For each line below that includes the string "super", show the whole line.

# [INPUT RECORDS]
---*---

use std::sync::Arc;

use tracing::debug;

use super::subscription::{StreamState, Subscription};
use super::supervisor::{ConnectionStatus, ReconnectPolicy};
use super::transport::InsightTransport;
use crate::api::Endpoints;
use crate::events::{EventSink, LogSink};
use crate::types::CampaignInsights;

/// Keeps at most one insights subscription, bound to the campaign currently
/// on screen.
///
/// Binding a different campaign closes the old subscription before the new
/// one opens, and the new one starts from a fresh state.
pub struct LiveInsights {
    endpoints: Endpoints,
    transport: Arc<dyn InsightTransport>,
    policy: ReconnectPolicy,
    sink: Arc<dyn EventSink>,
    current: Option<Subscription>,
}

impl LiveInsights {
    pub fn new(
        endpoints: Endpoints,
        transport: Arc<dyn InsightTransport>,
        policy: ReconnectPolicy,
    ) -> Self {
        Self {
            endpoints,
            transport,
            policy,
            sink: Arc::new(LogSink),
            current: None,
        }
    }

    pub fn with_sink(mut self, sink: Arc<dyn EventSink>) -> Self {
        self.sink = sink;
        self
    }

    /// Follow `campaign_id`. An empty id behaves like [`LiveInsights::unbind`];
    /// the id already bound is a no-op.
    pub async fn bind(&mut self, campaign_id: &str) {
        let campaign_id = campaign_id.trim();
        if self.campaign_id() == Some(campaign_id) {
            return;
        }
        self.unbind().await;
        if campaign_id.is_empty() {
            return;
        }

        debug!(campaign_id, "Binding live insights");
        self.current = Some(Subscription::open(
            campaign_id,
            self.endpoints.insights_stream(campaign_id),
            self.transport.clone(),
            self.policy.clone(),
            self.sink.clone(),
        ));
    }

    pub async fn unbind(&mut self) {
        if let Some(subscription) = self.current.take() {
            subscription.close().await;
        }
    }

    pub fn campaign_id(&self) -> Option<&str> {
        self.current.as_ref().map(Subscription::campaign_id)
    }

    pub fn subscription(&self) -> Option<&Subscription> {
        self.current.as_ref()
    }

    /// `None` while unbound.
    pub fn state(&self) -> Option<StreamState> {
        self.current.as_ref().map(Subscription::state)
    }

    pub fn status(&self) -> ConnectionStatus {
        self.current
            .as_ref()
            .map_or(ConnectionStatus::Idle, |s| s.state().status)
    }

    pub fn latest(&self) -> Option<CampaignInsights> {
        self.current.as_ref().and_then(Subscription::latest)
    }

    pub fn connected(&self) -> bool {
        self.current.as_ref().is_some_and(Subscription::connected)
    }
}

---*---

# [RESPONSE TO THE EXERCISE]
use super::subscription::{StreamState, Subscription};
use super::supervisor::{ConnectionStatus, ReconnectPolicy};
use super::transport::InsightTransport;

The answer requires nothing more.